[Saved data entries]
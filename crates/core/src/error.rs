//! Domain error model.

use thiserror::Error;

/// Result type used across the domain layer.
pub type DomainResult<T> = Result<T, DomainError>;

/// Domain-level error.
///
/// Keep this focused on deterministic domain failures (validation, payload
/// shape, address resolution). Transport and provider concerns belong to the
/// fulfillment crate.
#[derive(Debug, Error, Clone, PartialEq, Eq)]
pub enum DomainError {
    /// A value failed validation (e.g. a day of year outside 1-365).
    #[error("validation failed: {0}")]
    Validation(String),

    /// Subscription metadata carried a value we could not interpret.
    #[error("invalid metadata: {0}")]
    InvalidMetadata(String),

    /// A provider payload was missing a required field or had the wrong shape.
    #[error("invalid payload: {0}")]
    InvalidPayload(String),

    /// No shipping or billing address could be resolved for the recipient.
    #[error("no shipping address")]
    MissingShippingAddress,
}

impl DomainError {
    pub fn validation(msg: impl Into<String>) -> Self {
        Self::Validation(msg.into())
    }

    pub fn invalid_metadata(msg: impl Into<String>) -> Self {
        Self::InvalidMetadata(msg.into())
    }

    pub fn invalid_payload(msg: impl Into<String>) -> Self {
        Self::InvalidPayload(msg.into())
    }
}
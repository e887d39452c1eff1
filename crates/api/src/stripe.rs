//! Stripe integration: webhook signature verification and the thin REST
//! client the worker uses to fetch objects and mirror cursor metadata.

use std::collections::BTreeMap;

use async_trait::async_trait;
use hmac::{Hmac, Mac};
use serde::Deserialize;
use sha2::Sha256;
use thiserror::Error;

const STRIPE_API_BASE: &str = "https://api.stripe.com/v1";

/// Webhook signatures older than this are rejected outright.
pub const SIGNATURE_TOLERANCE_SECS: i64 = 300;

#[derive(Debug, Error, PartialEq, Eq)]
pub enum SignatureError {
    #[error("malformed signature header")]
    Malformed,
    #[error("signature timestamp outside tolerance")]
    Stale,
    #[error("no signature matched the payload")]
    Mismatch,
}

/// Verify a `Stripe-Signature` header against the raw request body.
///
/// The header carries `t=<unix>,v1=<hex hmac>` pairs; the signed string is
/// `"{t}.{payload}"`. Comparison runs in constant time via `Mac::verify`.
pub fn verify_signature(
    payload: &[u8],
    header: &str,
    secret: &str,
    now_unix: i64,
) -> Result<(), SignatureError> {
    let mut timestamp: Option<i64> = None;
    let mut signatures: Vec<Vec<u8>> = Vec::new();

    for part in header.split(',') {
        let Some((key, value)) = part.trim().split_once('=') else {
            continue;
        };
        match key {
            "t" => timestamp = value.parse().ok(),
            "v1" => {
                if let Ok(bytes) = hex::decode(value) {
                    signatures.push(bytes);
                }
            }
            _ => {}
        }
    }

    let timestamp = timestamp.ok_or(SignatureError::Malformed)?;
    if signatures.is_empty() {
        return Err(SignatureError::Malformed);
    }
    if (now_unix - timestamp).abs() > SIGNATURE_TOLERANCE_SECS {
        return Err(SignatureError::Stale);
    }

    for signature in &signatures {
        let mut mac = Hmac::<Sha256>::new_from_slice(secret.as_bytes())
            .map_err(|_| SignatureError::Malformed)?;
        mac.update(timestamp.to_string().as_bytes());
        mac.update(b".");
        mac.update(payload);
        if mac.verify_slice(signature).is_ok() {
            return Ok(());
        }
    }
    Err(SignatureError::Mismatch)
}

/// The envelope of a Stripe webhook event.
#[derive(Debug, Clone, Deserialize)]
pub struct StripeEvent {
    pub id: String,
    #[serde(rename = "type")]
    pub event_type: String,
    pub data: StripeEventData,
}

#[derive(Debug, Clone, Deserialize)]
pub struct StripeEventData {
    pub object: serde_json::Value,
}

/// What the fulfillment worker needs from the payment provider.
#[async_trait]
pub trait PaymentProvider: Send + Sync {
    async fn get_customer(&self, customer_id: &str) -> anyhow::Result<serde_json::Value>;

    async fn get_subscription(&self, subscription_id: &str) -> anyhow::Result<serde_json::Value>;

    /// Mirror cursor metadata onto the subscription. Best-effort; the durable
    /// cursor store is the source of truth.
    async fn update_subscription_metadata(
        &self,
        subscription_id: &str,
        metadata: &BTreeMap<String, String>,
    ) -> anyhow::Result<()>;
}

/// Minimal Stripe REST client. Without a secret key it degrades into demo
/// responses so local runs work end to end.
pub struct StripeClient {
    http: reqwest::Client,
    secret_key: Option<String>,
}

impl StripeClient {
    pub fn new(secret_key: Option<String>) -> Self {
        if secret_key.is_none() {
            tracing::warn!("STRIPE_SECRET_KEY not set; provider lookups run in demo mode");
        }
        Self {
            http: reqwest::Client::new(),
            secret_key,
        }
    }

    pub fn from_env() -> Self {
        Self::new(std::env::var("STRIPE_SECRET_KEY").ok().filter(|v| !v.is_empty()))
    }

    async fn get(&self, path: &str) -> anyhow::Result<serde_json::Value> {
        let key = self
            .secret_key
            .as_deref()
            .ok_or_else(|| anyhow::anyhow!("stripe client not configured"))?;
        let response = self
            .http
            .get(format!("{STRIPE_API_BASE}{path}"))
            .bearer_auth(key)
            .send()
            .await?;
        let status = response.status();
        if !status.is_success() {
            let body = response.text().await.unwrap_or_default();
            anyhow::bail!("stripe GET {path} returned {status}: {body}");
        }
        Ok(response.json().await?)
    }
}

#[async_trait]
impl PaymentProvider for StripeClient {
    async fn get_customer(&self, customer_id: &str) -> anyhow::Result<serde_json::Value> {
        if self.secret_key.is_none() {
            return Ok(serde_json::json!({ "id": customer_id }));
        }
        self.get(&format!("/customers/{customer_id}")).await
    }

    async fn get_subscription(&self, subscription_id: &str) -> anyhow::Result<serde_json::Value> {
        if self.secret_key.is_none() {
            return Ok(serde_json::json!({ "id": subscription_id, "metadata": {} }));
        }
        self.get(&format!("/subscriptions/{subscription_id}")).await
    }

    async fn update_subscription_metadata(
        &self,
        subscription_id: &str,
        metadata: &BTreeMap<String, String>,
    ) -> anyhow::Result<()> {
        let Some(key) = self.secret_key.as_deref() else {
            tracing::debug!(subscription_id, "demo mode: skipping metadata mirror");
            return Ok(());
        };

        // Stripe's form encoding for nested maps: metadata[key]=value.
        let form: Vec<(String, &str)> = metadata
            .iter()
            .map(|(k, v)| (format!("metadata[{k}]"), v.as_str()))
            .collect();

        let response = self
            .http
            .post(format!("{STRIPE_API_BASE}/subscriptions/{subscription_id}"))
            .bearer_auth(key)
            .form(&form)
            .send()
            .await?;
        let status = response.status();
        if !status.is_success() {
            let body = response.text().await.unwrap_or_default();
            anyhow::bail!("stripe metadata update returned {status}: {body}");
        }
        Ok(())
    }
}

Assignment. Give the number of lines above in which the word "fulfillment" occurs, with nothing else.

Solution to this task. 2